◆ **WORK TO COMPLETE**: Write out, precisely and in full, each line of the material.

◆ **RECORDS SUPPLIED**:

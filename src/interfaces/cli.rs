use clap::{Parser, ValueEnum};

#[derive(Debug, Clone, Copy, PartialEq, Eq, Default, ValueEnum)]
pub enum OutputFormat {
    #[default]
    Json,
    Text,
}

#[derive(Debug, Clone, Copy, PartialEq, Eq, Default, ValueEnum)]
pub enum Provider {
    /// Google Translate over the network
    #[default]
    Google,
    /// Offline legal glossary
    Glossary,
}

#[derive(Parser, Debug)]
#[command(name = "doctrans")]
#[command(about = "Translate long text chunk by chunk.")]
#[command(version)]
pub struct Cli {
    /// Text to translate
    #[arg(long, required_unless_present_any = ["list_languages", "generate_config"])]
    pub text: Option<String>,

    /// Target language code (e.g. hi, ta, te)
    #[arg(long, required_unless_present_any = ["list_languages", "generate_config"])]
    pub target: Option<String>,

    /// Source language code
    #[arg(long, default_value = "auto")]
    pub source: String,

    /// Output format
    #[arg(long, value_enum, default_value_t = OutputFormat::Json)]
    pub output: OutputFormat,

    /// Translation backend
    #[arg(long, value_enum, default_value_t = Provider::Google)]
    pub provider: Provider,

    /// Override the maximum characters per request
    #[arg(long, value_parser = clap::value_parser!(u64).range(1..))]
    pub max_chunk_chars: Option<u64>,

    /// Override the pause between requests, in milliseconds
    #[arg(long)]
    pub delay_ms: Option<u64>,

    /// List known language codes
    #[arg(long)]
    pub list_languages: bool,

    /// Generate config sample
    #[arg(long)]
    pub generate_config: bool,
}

◆ **EXERCISE RESPONSE**:
filename src/interfaces/cli.rs
use clap::{Parser, ValueEnum};

#[derive(Debug, Clone, Copy, PartialEq, Eq, Default, ValueEnum)]
pub enum OutputFormat {
    #[default]
    Json,
    Text,
}

#[derive(Debug, Clone, Copy, PartialEq, Eq, Default, ValueEnum)]
pub enum Provider {
    /// Google Translate over the network
    #[default]
    Google,
    /// Offline legal glossary
    Glossary,
}

#[derive(Parser, Debug)]
#[command(name = "doctrans")]
#[command(about = "Translate long text chunk by chunk.")]
#[command(version)]
pub struct Cli {
    /// Text to translate
    #[arg(long, required_unless_present_any = ["list_languages", "generate_config"])]
    pub text: Option<String>,

    /// Target language code (e.g. hi, ta, te)
    #[arg(long, required_unless_present_any = ["list_languages", "generate_config"])]
    pub target: Option<String>,

    /// Source language code
    #[arg(long, default_value = "auto")]
    pub source: String,

    /// Output format
    #[arg(long, value_enum, default_value_t = OutputFormat::Json)]
    pub output: OutputFormat,

    /// Translation backend
    #[arg(long, value_enum, default_value_t = Provider::Google)]
    pub provider: Provider,

    /// Override the maximum characters per request
    #[arg(long, value_parser = clap::value_parser!(u64).range(1..))]
    pub max_chunk_chars: Option<u64>,

    /// Override the pause between requests, in milliseconds
    #[arg(long)]
    pub delay_ms: Option<u64>,

    /// List known language codes
    #[arg(long)]
    pub list_languages: bool,

    /// Generate config sample
    #[arg(long)]
    pub generate_config: bool,
}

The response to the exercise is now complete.